**Stored data entries:**
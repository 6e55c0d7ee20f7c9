//! # uhs-client
//!
//! Wallet client for the UHS ledger: the [`Client`] contract commands are
//! written against, and [`WalletClient`], a file-backed implementation.
//!
//! ## Modules
//!
//! - [`client`] - The [`Client`] trait, [`ClientError`] and, with the `mock`
//!   feature, [`MockClient`]
//! - [`wallet`] - [`WalletClient`] persisting keys, outputs and pending
//!   transactions as JSON
//! - [`types`] - Transactions, outputs, inputs and their hex encodings
//! - [`address`] - Bech32 wallet addresses
//!
//! ## Example
//!
//! ```rust
//! use uhs_client::{decode_address, encode_address, format_amount};
//!
//! let address = encode_address(&[9u8; 32]).expect("encodable");
//! assert_eq!(decode_address(&address).expect("decodable"), [9u8; 32]);
//! assert_eq!(format_amount(1234), "$12.34");
//! ```
//!
//! ## Features
//!
//! - `mock` - Enables [`MockClient`] for downstream tests

#![forbid(unsafe_code)]
#![warn(missing_docs)]
#![warn(clippy::all)]
#![warn(clippy::pedantic)]

pub mod address;
pub mod client;
pub mod types;
pub mod wallet;

pub use address::{decode_address, encode_address, AddressError, BECH32_HRP};
pub use client::{export_send_inputs, Client, ClientError, SendResult};
pub use types::{
    format_amount, hash_from_hex, hash_to_hex, total_value, tx_id, ExecuteResponse, FullTx, Hash,
    Input, OutPoint, Output, PubKey, TxStatus, ValidationError, MAX_TX_OUTPUTS,
};
pub use wallet::{ClientMode, WalletClient};

#[cfg(any(test, feature = "mock"))]
pub use client::{MockCall, MockClient};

**WHAT THIS TASK INVOLVES:** Copy every line above that includes the string "warn".

**SOLUTION FOR THIS EXERCISE:**
#![warn(missing_docs)]
#![warn(clippy::all)]
#![warn(clippy::pedantic)]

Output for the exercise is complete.